Al volver a casa, Tarzán se encontró a Jack excitado e impaciente por enterarse de los detalles de la visita de su padre. El mozalbete acabó por sugerir que John Clayton comprase el mono y lo trasladara al domicilio de la familia. Sugerencia que horrorizó a lady Greystoke. El chico insistía. Tarzán explicó entonces que había querido comprar a Akut para devolverlo a su selva natal, idea ante la que la señora asintió con la cabeza. Jack solicitó de nuevo permiso para ir a ver al mono, pero su petición fue rechazada de plano. No obstante, el chico recordaba las señas que el domador diera a Tarzán y, dos días después, aprovechó la primera ocasión que tuvo de dar esquinazo al nuevo preceptor —el que había sustituido al aterrado señor Moore— y tras una complicada búsqueda por un barrio de Londres en el que nunca había estado, dio con el maloliente antro que ocupaba el anciano picado de viruelas. El viejo en persona respondió a la llamada de los nudillos de Jack, y cuando éste manifestó que había ido allí a ver a Ayax, Paulvitch abrió la puerta y le dejó pasar al cuartucho que el anciano compartía con el gigantesco simio. En otro tiempo, Paulvitch había sido un granuja melindroso, con ínfulas de elegante, pero diez años de espantosa vida en la selva, entre los caníbales de África, habían eliminado de sus costumbres todo vestigio de pulcritud. Vestía ropas arrugadas y llenas de lamparones. Sus manos estaban sucias y el pelo era un escaso puñado de greñas despeinadas. La habitación era un revoltijo de caótico y asqueante desorden. Cuando Jack entró, el mono estaba acurrucado encima de la cama, cuya ropa formaba una pelota de sábanas cochambrosas y cobertores pestilentes. Al ver al chico, el simio saltó al suelo y avanzó arrastrando los pies. Paulvitch no había reconocido al muchacho y, temiendo que el simio tuviera intención de lastimarlo, se interpuso entre ellos y ordenó al mono que volviese a la cama.

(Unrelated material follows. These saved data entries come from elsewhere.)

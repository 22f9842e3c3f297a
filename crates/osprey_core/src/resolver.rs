use crate::error::ResolveError;
use crate::release::Release;
use reqwest::{Client, StatusCode, header, redirect};
use std::time::Duration;
use tracing::debug;

/// Username half of the outbound Basic pair. The upstream API ignores it
/// when a token rides in the password slot, so a fixed literal works; only
/// the password carries credential material.
const BASIC_AUTH_USER: &str = "auth";

/// Version selector meaning "most recent published release".
pub const LATEST: &str = "latest";

pub const DEFAULT_API_BASE: &str = "https://api.github.com";
pub const DEFAULT_TIMEOUT: Duration = Duration::from_secs(5);

#[derive(Clone, Debug)]
pub struct ResolverConfig {
    /// Base URL of the releases API.
    pub api_base: String,
    /// Budget for each of the two outbound calls, applied individually.
    pub timeout: Duration,
}

impl Default for ResolverConfig {
    fn default() -> Self {
        Self {
            api_base: DEFAULT_API_BASE.to_string(),
            timeout: DEFAULT_TIMEOUT,
        }
    }
}

/// Resolves `(owner, repo, version, filename, token)` to the asset's
/// pre-signed storage URL.
///
/// Holds no state beyond the HTTP client, so cloning is cheap and concurrent
/// calls never contend. The client is built once, with redirect-following
/// disabled: both upstream calls answer with redirects whose `Location`
/// header is the payload of interest, never a hop to chase.
#[derive(Clone)]
pub struct ReleaseResolver {
    client: Client,
    api_base: String,
}

impl ReleaseResolver {
    pub fn new(config: ResolverConfig) -> Self {
        let client = Client::builder()
            .redirect(redirect::Policy::none())
            .timeout(config.timeout)
            .user_agent(concat!("osprey/", env!("CARGO_PKG_VERSION")))
            .build()
            .expect("Failed to build HTTP client");

        Self {
            client,
            api_base: config.api_base.trim_end_matches('/').to_string(),
        }
    }

    /// Runs the full lookup: release metadata, asset match, redirect probe.
    ///
    /// The returned URL is read verbatim from the probe's `Location` header
    /// and may be empty when the upstream omits one.
    pub async fn download_url(
        &self,
        owner: &str,
        repo: &str,
        version: &str,
        filename: &str,
        token: &str,
    ) -> Result<String, ResolveError> {
        let release = self.fetch_release(owner, repo, version, token).await?;

        let asset = release
            .asset_named(filename)
            .ok_or_else(|| ResolveError::AssetNotFound(filename.to_string()))?;

        debug!(owner, repo, version, filename, "matched release asset");

        self.probe_redirect(&asset.url, token).await
    }

    async fn fetch_release(
        &self,
        owner: &str,
        repo: &str,
        version: &str,
        token: &str,
    ) -> Result<Release, ResolveError> {
        let url = if version == LATEST {
            format!("{}/repos/{owner}/{repo}/releases/latest", self.api_base)
        } else {
            format!(
                "{}/repos/{owner}/{repo}/releases/tags/{version}",
                self.api_base
            )
        };

        let res = self
            .client
            .get(&url)
            .basic_auth(BASIC_AUTH_USER, Some(token))
            .send()
            .await?;

        // A redirect surfaces here as its raw 3xx status and is rejected
        // like any other non-200.
        if res.status() != StatusCode::OK {
            debug!(status = %res.status(), %url, "release lookup rejected");
            return Err(ResolveError::ReleaseNotFound);
        }

        let body = res.text().await?;
        Ok(serde_json::from_str(&body)?)
    }

    /// Asks the storage backend where the asset lives. The authenticated
    /// HEAD is answered with a redirect to an ephemeral pre-signed URL; that
    /// `Location` header is the result and is never dereferenced. An absent
    /// header comes back as the empty string.
    async fn probe_redirect(&self, asset_url: &str, token: &str) -> Result<String, ResolveError> {
        let res = self
            .client
            .head(asset_url)
            .header(header::ACCEPT, "application/octet-stream")
            .basic_auth(BASIC_AUTH_USER, Some(token))
            .send()
            .await?;

        let location = res
            .headers()
            .get(header::LOCATION)
            .and_then(|value| value.to_str().ok())
            .unwrap_or("")
            .to_string();

        debug!(%asset_url, %location, "redirect probe answered");

        Ok(location)
    }
}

—No me hará daño —exclamó Jack—. Somos amigos y antes fue amigo de mi padre. Se conocieron en la jungla. Mi padre es lord Greystoke. No sabe que he venido. Mi madre me lo prohibió, pero yo quería ver a Ayax y estoy dispuesto a pagarle a usted para que me permita venir a visitarlo de vez en cuando.

Paulvitch había entornado los párpados al oír la identidad del chico. En cuanto vio a Tarzán, desde las bambalinas del teatro, en el entorpecido cerebro del ruso había empezado a alentar el ansia de venganza. Es característico de los débiles y de los criminales atribuir a los demás las desgracias resultantes de su propia perversidad, de modo que nada tiene de extraño que Alexis Paulvitch, al ir recordando los acontecimientos de su vida pasada, fuese cargando las culpas de sus desdichas y del fracaso de los diversos planes que urdieron contra su pretendida víctima precisamente sobre el hombre al que Rokoff y él intentaron empecinadamente perder y asesinar.